To walk out on Taiwan, on the other hand, is detrimental to U.S. national interests that dictate no Chinese dominance in Asia. There's little doubt that Washington is attaching less importance to the Asia-Pacific Economic Cooperation forum, whose informal summit in Singapore both Obama and Hu attended, and on the sideline of which they met with Lien Chan as representative of President Ma Ying-jeou.

Obama welcomes China as an emerging strong and prosperous power that should play an increasingly important role in world affairs. He may continue to heap praise on a peacefully rising China to put a formal end to Washington's containment of China policy, but Washington simply has to support India as a counterweight to China and member states of the Association of Southeast Asian Nations (ASEAN) that are jittery over a possible Chinese hegemony. Taiwan has to be supported, too, lest China extend its sphere of influence over the Pacific. Uncle Sam won't stop his sales of defensive arms to Taiwan, which are mandated in the 1979 act Obama omitted mentioning in Beijing.

One thing must be very clear.

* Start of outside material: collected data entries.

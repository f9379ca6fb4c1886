//! Crawler module for the discovery and extraction passes
//!
//! This module contains the network side of the pipeline, including:
//! - HTTP fetching with per-pass timeouts
//! - HTML link extraction
//! - The breadth-first frontier
//! - Per-host rate limiting and interrupt handling
//! - Overall pass coordination

mod coordinator;
mod fetcher;
mod frontier;
mod parser;
mod politeness;

pub use coordinator::Coordinator;
pub use fetcher::{build_http_client, fetch_url, FetchResult};
pub use frontier::Frontier;
pub use parser::extract_links;
pub use politeness::{CrawlControl, HostRateLimiter};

No matter what has happened over the past three decades, East Asia has remained an inescapable part of the American present — and of the American future. A retreat from the tremendous involvement on the Asian mainland occasioned by Chiang Kai-shek's defeat in the Chinese Civil War and the war in Vietnam is inevitable. A retreat to indifference toward Asia is impossible.

The rise of China as a military power and the decline of Japan as a counterforce, accompanied by the erosion of European power, have made Asian countries, including Taiwan, just as important as they were still Japanese and European colonies. The fall of the Soviet Union has not removed all the U.S. worries about Asia. The People's Republic is rising, though it has yet to pose a real threat to the Pax Americana like the Soviet Union before its disintegration.

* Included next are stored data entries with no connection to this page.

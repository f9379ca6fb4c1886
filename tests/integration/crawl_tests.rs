use crate::common::{create_test_config, mount_bytes, mount_html, read_paths};
use campus_corpus::config::UserAgentConfig;
use campus_corpus::crawler::{build_http_client, fetch_url, Coordinator, CrawlControl, FetchResult};
use campus_corpus::PageOutcome;
use std::time::Duration;
use tempfile::TempDir;
use wiremock::matchers::{method, path};
use wiremock::{Mock, MockServer, ResponseTemplate};

/// Mounts a small site:
///
/// ```text
/// /        -> /about, /about#team, /docs/guide.pdf, /news/spring,
///             /files/photo.jpg, external link, mailto link
/// /about   -> /, /staff (404)
/// ```
async fn mount_site(server: &MockServer) {
    let base = server.uri();

    mount_html(
        server,
        "/",
        format!(
            r#"<html><body>
            <a href="/about">About</a>
            <a href="/about#team">Team</a>
            <a href="{base}/docs/guide.pdf?v=3">Guide</a>
            <a href="/news/spring">News</a>
            <a href="/files/photo.jpg">Photo</a>
            <a href="https://example.com/elsewhere">Elsewhere</a>
            <a href="mailto:info@tedu.edu.tr">Mail</a>
            </body></html>"#
        ),
    )
    .await;

    mount_html(
        server,
        "/about",
        r#"<html><body><a href="/">Home</a><a href="staff">Staff</a></body></html>"#.to_string(),
    )
    .await;

    mount_bytes(server, "/docs/guide.pdf", "application/pdf", b"%PDF-1.4 not really").await;
}

#[tokio::test]
async fn test_map_follows_admissible_links() {
    let server = MockServer::start().await;
    mount_site(&server).await;

    let dir = TempDir::new().unwrap();
    let config = create_test_config(&server, &dir);
    let coordinator = Coordinator::new(config.clone(), CrawlControl::new()).unwrap();

    let report = coordinator.map().await.expect("Discovery should succeed");

    assert_eq!(
        read_paths(&config, &server),
        vec!["/", "/about", "/docs/guide.pdf", "/staff"]
    );
    assert_eq!(report.urls_mapped, 4);
    assert_eq!(report.queue_remaining, 0);
    assert!(!report.interrupted);
    assert_eq!(report.outcomes.get(PageOutcome::Mapped), 3);
    assert_eq!(report.outcomes.get(PageOutcome::HttpError), 1);
}

#[tokio::test]
async fn test_map_respects_url_cap() {
    let server = MockServer::start().await;
    mount_site(&server).await;

    let dir = TempDir::new().unwrap();
    let mut config = create_test_config(&server, &dir);
    config.crawler.max_urls = 2;
    let coordinator = Coordinator::new(config.clone(), CrawlControl::new()).unwrap();

    let report = coordinator.map().await.unwrap();

    assert_eq!(read_paths(&config, &server), vec!["/", "/about"]);
    assert_eq!(report.urls_mapped, 2);
}

#[tokio::test]
async fn test_map_with_parallel_workers() {
    let server = MockServer::start().await;
    mount_site(&server).await;

    let dir = TempDir::new().unwrap();
    let mut config = create_test_config(&server, &dir);
    config.crawler.max_concurrent_fetches = 4;
    let coordinator = Coordinator::new(config.clone(), CrawlControl::new()).unwrap();

    let report = coordinator.map().await.unwrap();

    assert_eq!(
        read_paths(&config, &server),
        vec!["/", "/about", "/docs/guide.pdf", "/staff"]
    );
    assert_eq!(report.outcomes.total(), 4);
}

#[tokio::test]
async fn test_interrupted_map_still_writes_url_map() {
    let server = MockServer::start().await;
    mount_site(&server).await;

    let dir = TempDir::new().unwrap();
    let config = create_test_config(&server, &dir);
    let control = CrawlControl::new();
    control.cancel();
    let coordinator = Coordinator::new(config.clone(), control).unwrap();

    let report = coordinator.map().await.unwrap();

    assert!(report.interrupted);
    assert_eq!(report.urls_mapped, 0);
    assert!(config.output.url_map_path.exists());
    assert!(read_paths(&config, &server).is_empty());
}

#[tokio::test]
async fn test_unreachable_seed_is_mapped_but_failed() {
    let server = MockServer::start().await;

    let dir = TempDir::new().unwrap();
    let mut config = create_test_config(&server, &dir);
    config.crawler.seeds = vec!["http://127.0.0.1:9/".to_string()];
    let coordinator = Coordinator::new(config.clone(), CrawlControl::new()).unwrap();

    let report = coordinator.map().await.unwrap();

    assert_eq!(report.urls_mapped, 1);
    assert_eq!(report.outcomes.get(PageOutcome::NetworkError), 1);
}

/// Mounts `/` linking to a page that answers after `delay`
async fn mount_slow_site(server: &MockServer, delay: Duration) {
    mount_html(
        server,
        "/",
        r#"<html><body><a href="/slow">Slow</a><a href="/after">After</a></body></html>"#
            .to_string(),
    )
    .await;
    mount_html(
        server,
        "/after",
        "<html><body><p>Nothing slow here</p></body></html>".to_string(),
    )
    .await;

    Mock::given(method("GET"))
        .and(path("/slow"))
        .respond_with(
            ResponseTemplate::new(200)
                .set_body_raw(
                    "<html><body><p>The registrar publishes the academic calendar every spring semester.</p></body></html>"
                        .as_bytes()
                        .to_vec(),
                    "text/html",
                )
                .set_delay(delay),
        )
        .mount(server)
        .await;
}

#[tokio::test]
async fn test_fetch_timeout_is_network_error() {
    let server = MockServer::start().await;
    mount_slow_site(&server, Duration::from_millis(600)).await;

    let client = build_http_client(&UserAgentConfig::default()).unwrap();
    let url = format!("{}/slow", server.uri());
    let result = fetch_url(&client, &url, Duration::from_millis(200)).await;

    assert!(matches!(
        result,
        FetchResult::NetworkError {
            timed_out: true,
            ..
        }
    ));
}

#[tokio::test]
async fn test_slow_page_times_out_and_crawl_continues() {
    let server = MockServer::start().await;
    mount_slow_site(&server, Duration::from_millis(600)).await;

    let dir = TempDir::new().unwrap();
    let mut config = create_test_config(&server, &dir);
    config.crawler.discovery_timeout_ms = 200;
    config.crawler.extraction_timeout_ms = 3000;
    let coordinator = Coordinator::new(config.clone(), CrawlControl::new()).unwrap();

    let report = coordinator.map().await.unwrap();

    assert_eq!(read_paths(&config, &server), vec!["/", "/after", "/slow"]);
    assert_eq!(report.outcomes.get(PageOutcome::Mapped), 2);
    assert_eq!(report.outcomes.get(PageOutcome::NetworkError), 1);

    // The extraction pass has its own, longer timeout
    let report = coordinator.ingest().await.unwrap();
    assert_eq!(report.pages_processed, 3);
    assert_eq!(report.outcomes.get(PageOutcome::NetworkError), 0);
    assert_eq!(report.outcomes.get(PageOutcome::Extracted), 1);
}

American policy toward China is framed against the larger setting of international politics. Washington takes into consideration the need to coexist with the People's Republic as well as the new need of smaller countries in the region to cope with the Chinese power.

Actually, it is to the advantage — not the disadvantage of other nations — when China continues to become more prosperous. A more prosperous country won't seek hegemony, because it can keep peace within its own borders and will refrain from the use of force to ensure its continued prosperity. Smaller nations must be made strong enough not to invite aggression from without.

The United States hopes for the peaceful progress of China, and will help make Asian countries feel comfortable coexisting in peace with their giant neighbor.